- Born: June 10, 1948 Timmins, Ontario
- Died: April 2, 1994 (aged 45)
- Education: Queen's University (B.A.)

= Lina Chartrand =

Canadian writer and theatre creator (1948–1994)

Lina Chartrand (June 10, 1948 – April 2, 1994) was a Canadian writer and theatre creator. She was a co-founder of the feminist theatre company, Company of Sirens. Her most famous work was the bilingual and partly autobiographical play, La P'tite Miss Easter Seals.

== Early life ==
Chartrand was born in 1948 in Timmins, Ontario, Canada, one of four children of Leo and Leocadie Chartland.

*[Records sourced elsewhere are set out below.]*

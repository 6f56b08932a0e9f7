//! Metadata provider contract.
//!
//! Every metadata source (TMDb, Douban, Wikipedia, ...) implements
//! [`MetadataProvider`]. The orchestrator only talks to sources through this
//! trait, so adding a source never touches the fallback logic.

pub mod tmdb;

use async_trait::async_trait;
use serde::{Deserialize, Serialize};
use thiserror::Error;

use crate::models::media::{RequestError, SearchRequest, SearchResult};

/// Metadata data source identifier.
#[derive(Debug, Clone, Copy, PartialEq, Eq, Hash, Serialize, Deserialize)]
#[serde(rename_all = "lowercase")]
pub enum MetadataSource {
    Tmdb,
    Douban,
    Wikipedia,
}

impl MetadataSource {
    pub fn as_str(&self) -> &'static str {
        match self {
            MetadataSource::Tmdb => "TMDb",
            MetadataSource::Douban => "Douban",
            MetadataSource::Wikipedia => "Wikipedia",
        }
    }
}

impl std::fmt::Display for MetadataSource {
    fn fmt(&self, f: &mut std::fmt::Formatter<'_>) -> std::fmt::Result {
        f.write_str(self.as_str())
    }
}

impl std::str::FromStr for MetadataSource {
    type Err = String;

    fn from_str(s: &str) -> Result<Self, Self::Err> {
        match s.trim().to_lowercase().as_str() {
            "tmdb" => Ok(MetadataSource::Tmdb),
            "douban" => Ok(MetadataSource::Douban),
            "wikipedia" | "wiki" => Ok(MetadataSource::Wikipedia),
            other => Err(format!("unknown metadata source: {}", other)),
        }
    }
}

/// Current health of a provider.
#[derive(Debug, Clone, Copy, PartialEq, Eq, Serialize, Deserialize)]
#[serde(rename_all = "snake_case")]
pub enum ProviderStatus {
    Available,
    Unavailable,
    RateLimited,
}

/// Kind of a provider failure.
#[derive(Debug, Clone, Copy, PartialEq, Eq, Hash, Serialize, Deserialize)]
#[serde(rename_all = "snake_case")]
pub enum ErrorCode {
    /// Malformed request; retrying is pointless.
    InvalidRequest,
    /// Provider disabled or its dependency is down.
    Unavailable,
    RateLimited,
    Timeout,
    /// Rejected by the circuit breaker, the provider was never called.
    CircuitOpen,
    /// The caller cancelled the search while the provider was running.
    Cancelled,
    /// Any other upstream failure (bad status, undecodable payload).
    ApiError,
}

impl ErrorCode {
    pub fn as_str(&self) -> &'static str {
        match self {
            ErrorCode::InvalidRequest => "invalid_request",
            ErrorCode::Unavailable => "unavailable",
            ErrorCode::RateLimited => "rate_limited",
            ErrorCode::Timeout => "timeout",
            ErrorCode::CircuitOpen => "circuit_open",
            ErrorCode::Cancelled => "cancelled",
            ErrorCode::ApiError => "api_error",
        }
    }

    /// Whether repeating the same request later could succeed.
    pub fn is_retryable(&self) -> bool {
        !matches!(self, ErrorCode::InvalidRequest)
    }
}

impl std::fmt::Display for ErrorCode {
    fn fmt(&self, f: &mut std::fmt::Formatter<'_>) -> std::fmt::Result {
        f.write_str(self.as_str())
    }
}

/// Typed error returned by providers.
#[derive(Error, Debug)]
#[error("{provider} ({metadata_source}) {code}: {message}")]
pub struct ProviderError {
    pub provider: String,
    pub metadata_source: MetadataSource,
    pub code: ErrorCode,
    pub message: String,
    #[source]
    pub cause: Option<Box<dyn std::error::Error + Send + Sync>>,
}

impl ProviderError {
    pub fn new(
        provider: impl Into<String>,
        metadata_source: MetadataSource,
        code: ErrorCode,
        message: impl Into<String>,
    ) -> Self {
        Self {
            provider: provider.into(),
            metadata_source,
            code,
            message: message.into(),
            cause: None,
        }
    }

    /// Attach the underlying error.
    pub fn with_cause<E>(mut self, cause: E) -> Self
    where
        E: std::error::Error + Send + Sync + 'static,
    {
        self.cause = Some(Box::new(cause));
        self
    }

    pub fn invalid_request(
        provider: impl Into<String>,
        metadata_source: MetadataSource,
        err: RequestError,
    ) -> Self {
        Self::new(provider, metadata_source, ErrorCode::InvalidRequest, err.to_string())
            .with_cause(err)
    }

    pub fn unavailable(provider: impl Into<String>, metadata_source: MetadataSource) -> Self {
        Self::new(
            provider,
            metadata_source,
            ErrorCode::Unavailable,
            "provider is not available",
        )
    }

    pub fn circuit_open(provider: impl Into<String>, metadata_source: MetadataSource) -> Self {
        Self::new(
            provider,
            metadata_source,
            ErrorCode::CircuitOpen,
            "circuit breaker is open",
        )
    }

    pub fn cancelled(provider: impl Into<String>, metadata_source: MetadataSource) -> Self {
        Self::new(
            provider,
            metadata_source,
            ErrorCode::Cancelled,
            "search cancelled by caller",
        )
    }

    pub fn is_circuit_open(&self) -> bool {
        self.code == ErrorCode::CircuitOpen
    }

    pub fn is_rate_limited(&self) -> bool {
        self.code == ErrorCode::RateLimited
    }
}

/// Capability set every metadata source exposes.
#[async_trait]
pub trait MetadataProvider: Send + Sync {
    /// Provider name, also the key of its circuit breaker.
    fn name(&self) -> &str;

    fn source(&self) -> MetadataSource;

    /// Search the source.
    ///
    /// Implementations validate `request` themselves and report failures as
    /// [`ProviderError`]. An empty result without error means "no match".
    async fn search(&self, request: &SearchRequest) -> Result<SearchResult, ProviderError>;

    fn is_available(&self) -> bool;

    fn status(&self) -> ProviderStatus {
        if self.is_available() {
            ProviderStatus::Available
        } else {
            ProviderStatus::Unavailable
        }
    }
}

/// Validate a request on behalf of `provider`.
pub fn validate_request<P>(provider: &P, request: &SearchRequest) -> Result<SearchRequest, ProviderError>
where
    P: MetadataProvider + ?Sized,
{
    let mut normalized = request.clone();
    normalized
        .validate()
        .map_err(|e| ProviderError::invalid_request(provider.name(), provider.source(), e))?;
    Ok(normalized)
}

#[cfg(test)]
mod tests {
    use super::*;

    #[test]
    fn test_error_display_includes_kind() {
        let err = ProviderError::new("TMDb", MetadataSource::Tmdb, ErrorCode::RateLimited, "slow down");
        assert_eq!(err.to_string(), "TMDb (TMDb) rate_limited: slow down");
        assert!(err.is_rate_limited());
        assert!(!err.is_circuit_open());
    }

    #[test]
    fn test_invalid_request_keeps_cause() {
        use std::error::Error as _;

        let err = ProviderError::invalid_request("Douban", MetadataSource::Douban, RequestError::EmptyQuery);
        assert_eq!(err.code, ErrorCode::InvalidRequest);
        assert!(!err.code.is_retryable());
        assert!(err.source().is_some());
    }

    #[test]
    fn test_source_parse() {
        assert_eq!("tmdb".parse::<MetadataSource>().unwrap(), MetadataSource::Tmdb);
        assert_eq!("Wiki".parse::<MetadataSource>().unwrap(), MetadataSource::Wikipedia);
        assert!("imdb".parse::<MetadataSource>().is_err());
    }
}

At sixteen months old, she contracted polio which resulted in her requiring spinal surgery at age 10, following which Chartrand spent time in a full body cast. In 1960, Chartrand was selected as Little Miss Easter Seals.

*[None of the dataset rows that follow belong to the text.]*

/// Call one provider through its breaker. `None` means the token fired first.
///
/// Only retryable errors count against the breaker, so a bad request cannot
/// open the circuit of a healthy provider.
async fn call_provider(
    entry: &ChainEntry,
    request: &SearchRequest,
    token: &CancellationToken,
) -> Option<Result<SearchResult, ProviderError>> {
    let provider = entry.provider.as_ref();

    let call = async {
        match entry.breaker {
            Some(ref breaker) => breaker
                .execute_with(
                    || provider.search(request),
                    |e: &ProviderError| e.code.is_retryable(),
                )
                .await
                .map_err(|e| match e {
                    BreakerError::Open { .. } => {
                        ProviderError::circuit_open(provider.name(), provider.source())
                    }
                    BreakerError::Inner(e) => e,
                }),
            None => provider.search(request).await,
        }
    };

    tokio::select! {
        biased;
        _ = token.cancelled() => None,
        result = call => Some(result),
    }
}

/// Wait `delay`, returning `false` if cancelled first.
async fn sleep_or_cancel(delay: Duration, token: &CancellationToken) -> bool {
    if delay.is_zero() {
        return !token.is_cancelled();
    }

    tokio::select! {
        biased;
        _ = token.cancelled() => false,
        _ = tokio::time::sleep(delay) => true,
    }
}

Chartrand attended Queen's University in Kingston, Ontario, where she received a B.A. in drama.

== Career ==
In 1986, Chartrand formed the feminist theatre collective Company of Sirens, with Aida Jordão, Catherine Glen, Lib Spry, Shawna Dempsey, and Cynthia Grant. With Company of Sirens, Chartrand co-created the play, The Working People's Picture Show.

Chartrand's first play, La P'tite Miss Easter Seals, premiered in 1988 with Theatre Francais at the Harbourfront Centre's du Maurier Theatre. She worked on the play for three years with consultation from John Van Burek. La P'tite Miss Easer Seals, partly inspired by Chartrand's childhood, is set on a train from Timmins to Toronto and centres on fifteen-year-old Little Miss Easter Seals, Monique Latremouille, who is travelling with her mother and cousin. Monique has spent six months in a full body cast after a spinal surgery to correct effects of childhood polio. The play's characters switch frequently between speaking French and English. La P'tite Miss Easter Seals was re-staged in 1993 by Company of Sirens at Tarragon Theatre's Extra Space.

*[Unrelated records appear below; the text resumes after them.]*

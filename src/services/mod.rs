//! External service clients.

pub mod ollama;
pub mod tmdb;
//! Ollama preflight check.

use super::CheckResult;
use crate::models::config::Config;
use crate::services::ollama::OllamaClient;

/// Check that Ollama answers and has the configured model.
pub async fn check(config: &Config) -> CheckResult {
    let client = OllamaClient::new(config.ollama_client_config());

    match client.has_model().await {
        Ok(true) => CheckResult::ok("Ollama", &format!("running (model: {})", client.model())),
        Ok(false) => CheckResult::fail(
            "Ollama",
            &format!("model {} not installed", client.model()),
            &format!("Pull the model: ollama pull {}", client.model()),
        ),
        Err(e) => {
            tracing::debug!("Ollama check failed: {}", e);
            CheckResult::fail(
                "Ollama",
                &format!("not reachable at {}", client.base_url()),
                "Start Ollama: ollama serve, or disable resolver.enable_ai_keywords",
            )
        }
    }
}
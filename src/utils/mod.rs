//! Utility helpers.

pub mod chinese;
pub mod duration;
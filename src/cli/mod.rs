//! Command line interface.

pub mod args;
pub mod commands;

Chartrand directed Helen Porter's My Father Taught Me To Swim in 1991 at the Annex Theatre. In 1993, Chartrand was named a screenwriter in residence at the Canadian Film Centre. The half-hour film she worked on during this residency, "In Limbo", was in post-production when she died.

Chartrand's collected poetry was published posthumously in the 1998 book, We Make the Air: the Poetry of Lina Chartrand.

== Death and legacy ==
Chartrand died on April 2, 1994, due to complications with liver disease, pre-deceasing partner Kye Marshall. The Lina Chartrand Poetry Award was established in her memory.